The body is saline as the sea,
but our natural buoyancy apparently
no help in the tangle and panic,
the twisting of waves.
A shred of cloud saved him
and he swam to its scrap of light.
But sometimes the body fails.
A boy in shop class dove his arm
into the blades of the machine
to fetch a rag caught in its teeth.
Ever after he slung a shirt over
the shoulder of the missing limb,
its fabric like the flag
of a conquered nation.
Which brings to mind the girl
whose hips lifted to ease the job
of removing her pants for the one
who entered without knocking,
tumult of take and grab in the dark,
her screams as though underwater.
Unfold the panels like wings
and place on the altar a tiny hill of salt,
a small flame burning from an
oil wick—
elements of honor and forgiveness,
a row of nail clippings across a
velvet sky
and a nest made of hair
pulled from the brush signifying
what is lost, and lasts.
Jacqueline Berger’s fourth book, The Day You Miss Your Exit, was published by Broadstone Press last month. Previous books include The Gift That Arrives Broken, winner of the 2010 Autumn House Poetry Prize, and Things That Burn, selected by Mark Strand as the 2004 winner of the Agha Shahid Ali Prize. Her poetry has been featured on Garrison Keillor’s Writers Almanac.
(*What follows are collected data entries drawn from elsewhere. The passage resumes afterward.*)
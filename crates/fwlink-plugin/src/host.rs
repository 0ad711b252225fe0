//! The single-task event loop that drives every plugin.
//!
//! Bus notifications, debounced rescans and update requests are handled one
//! at a time, so no two plugin callbacks ever run concurrently and a
//! firmware write is never interleaved with a rescan of the same device.

use std::fmt;
use tokio::sync::{mpsc, oneshot};
use tokio::time::Instant;
use tracing::{debug, error, info, warn};

use fwlink_device::{BusEvent, InstallFlags};
use fwlink_errors::{DeviceError, ErrorSeverity, FwlinkError};

use crate::orchestrator::UpdateOutcome;
use crate::plugin::Plugin;

/// Reply channel for an update request.
pub type UpdateReply = oneshot::Sender<Result<UpdateOutcome, FwlinkError>>;

/// Input to [`PluginHost::run`].
pub enum HostEvent {
    /// A bus notification
    Bus(BusEvent),
    /// Write firmware to a registered device
    Update {
        /// Target device
        logical_id: String,
        /// Image bytes
        firmware: Vec<u8>,
        /// Install flags
        flags: InstallFlags,
        /// Where the result is sent
        reply: UpdateReply,
    },
    /// Stop the loop and tear every plugin down
    Shutdown,
}

impl fmt::Debug for HostEvent {
    fn fmt(&self, f: &mut fmt::Formatter<'_>) -> fmt::Result {
        match self {
            HostEvent::Bus(event) => f.debug_tuple("Bus").field(event).finish(),
            HostEvent::Update {
                logical_id,
                firmware,
                flags,
                ..
            } => f
                .debug_struct("Update")
                .field("logical_id", logical_id)
                .field("size", &firmware.len())
                .field("flags", flags)
                .finish_non_exhaustive(),
            HostEvent::Shutdown => write!(f, "Shutdown"),
        }
    }
}

struct Slot {
    plugin: Box<dyn Plugin>,
    enabled: bool,
}

/// Owns the plugins and dispatches events to them.
#[derive(Default)]
pub struct PluginHost {
    slots: Vec<Slot>,
}

impl PluginHost {
    /// Host with no plugins.
    pub fn new() -> Self {
        Self::default()
    }

    /// Add a plugin. It stays inert until [`Self::startup`] accepts it.
    pub fn register(&mut self, plugin: Box<dyn Plugin>) {
        self.slots.push(Slot {
            plugin,
            enabled: false,
        });
    }

    /// Builder form of [`Self::register`].
    pub fn with_plugin(mut self, plugin: Box<dyn Plugin>) -> Self {
        self.register(plugin);
        self
    }

    /// Run every plugin's startup checks. Plugins that fail stay inert;
    /// their errors are returned by name.
    pub fn startup(&mut self) -> Vec<(String, FwlinkError)> {
        let mut refused = Vec::new();
        for slot in &mut self.slots {
            match slot.plugin.startup() {
                Ok(()) => {
                    slot.enabled = true;
                    info!(plugin = slot.plugin.name(), "plugin started");
                }
                Err(e) => {
                    slot.enabled = false;
                    warn!(plugin = slot.plugin.name(), error = %e, "plugin refused to start");
                    refused.push((slot.plugin.name().to_string(), e));
                }
            }
        }
        refused
    }

    /// Look up a plugin by name.
    pub fn plugin(&self, name: &str) -> Option<&dyn Plugin> {
        self.slots
            .iter()
            .find(|s| s.plugin.name() == name)
            .map(|s| s.plugin.as_ref())
    }

    /// Whether `name` passed startup.
    pub fn is_enabled(&self, name: &str) -> bool {
        self.slots
            .iter()
            .any(|s| s.enabled && s.plugin.name() == name)
    }

    /// Every plugin, enabled or not.
    pub fn plugins(&self) -> impl Iterator<Item = &dyn Plugin> {
        self.slots.iter().map(|s| s.plugin.as_ref())
    }

    /// Deliver a bus event to every enabled plugin subscribed to its subsystem.
    pub async fn dispatch(&mut self, event: &BusEvent) {
        let bus = event.device();
        for slot in self.slots.iter_mut().filter(|s| s.enabled) {
            if !slot.plugin.handles(&bus.subsystem) {
                continue;
            }
            let (kind, result) = match event {
                BusEvent::Added(bus) => ("add", slot.plugin.device_added(bus).await),
                BusEvent::Changed(bus) => ("change", slot.plugin.device_changed(bus).await),
                BusEvent::Removed(bus) => ("remove", slot.plugin.device_removed(bus).await),
            };
            let Err(e) = result else { continue };
            let plugin = slot.plugin.name();
            let category = e.category();
            if e.severity() < ErrorSeverity::Error {
                debug!(plugin, %category, logical_id = %bus.logical_id, "failed to handle {kind}: {e}");
            } else if e.is_recoverable() {
                warn!(plugin, %category, logical_id = %bus.logical_id, "failed to handle {kind}: {e}");
            } else {
                error!(plugin, %category, logical_id = %bus.logical_id, "failed to handle {kind}: {e}");
            }
        }
    }

    /// Earliest pending rescan across enabled plugins.
    pub fn next_deadline(&self) -> Option<Instant> {
        self.slots
            .iter()
            .filter(|s| s.enabled)
            .filter_map(|s| s.plugin.rescan_deadline())
            .min()
    }

    /// Run every rescan whose deadline is at or before `now`.
    pub async fn fire_due(&mut self, now: Instant) {
        for slot in self.slots.iter_mut().filter(|s| s.enabled) {
            if slot.plugin.rescan_deadline().is_some_and(|d| d <= now) {
                slot.plugin.rescan_due(now).await;
            }
        }
    }

    /// Route an update to the plugin that registered `logical_id`.
    ///
    /// # Errors
    ///
    /// [`DeviceError::NotFound`] if no enabled plugin has it registered,
    /// otherwise the plugin's update error.
    pub async fn update(
        &mut self,
        logical_id: &str,
        firmware: &[u8],
        flags: InstallFlags,
    ) -> Result<UpdateOutcome, FwlinkError> {
        let slot = self
            .slots
            .iter_mut()
            .find(|s| s.enabled && s.plugin.registry().contains(logical_id))
            .ok_or_else(|| DeviceError::not_found(logical_id))?;
        slot.plugin.update(logical_id, firmware, flags).await
    }

    /// Tear every plugin down.
    pub fn shutdown(&mut self) {
        for slot in &mut self.slots {
            slot.plugin.shutdown();
            slot.enabled = false;
        }
    }

    /// Process events until [`HostEvent::Shutdown`] or the sender is dropped,
    /// firing debounced rescans as their deadlines pass.
    pub async fn run(&mut self, mut events: mpsc::Receiver<HostEvent>) {
        info!(plugins = self.slots.len(), "plugin host running");
        loop {
            let deadline = self.next_deadline();
            tokio::select! {
                event = events.recv() => match event {
                    Some(HostEvent::Bus(event)) => self.dispatch(&event).await,
                    Some(HostEvent::Update { logical_id, firmware, flags, reply }) => {
                        let result = self.update(&logical_id, &firmware, flags).await;
                        if reply.send(result).is_err() {
                            debug!(%logical_id, "update requester went away");
                        }
                    }
                    Some(HostEvent::Shutdown) | None => break,
                },
                () = sleep_until(deadline) => self.fire_due(Instant::now()).await,
            }
        }
        self.shutdown();
        info!("plugin host stopped");
    }
}

async fn sleep_until(deadline: Option<Instant>) {
    match deadline {
        Some(deadline) => tokio::time::sleep_until(deadline).await,
        None => std::future::pending().await,
    }
}

impl fmt::Debug for PluginHost {
    fn fmt(&self, f: &mut fmt::Formatter<'_>) -> fmt::Result {
        let mut list = f.debug_list();
        for slot in &self.slots {
            list.entry(&(slot.plugin.name(), slot.enabled));
        }
        list.finish()
    }
}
Individual poems have been published in numerous anthologies and journals, including The Halcyone (Summer 2018 issue), The Iowa Review, American Poetry: The Next Generation, On The Verge, Old Dominion Review, Rhino, River Styx, and Nimrod. She directed the Master of Arts in English program at Notre Dame de Namur University in Belmont, California and live in San Francisco.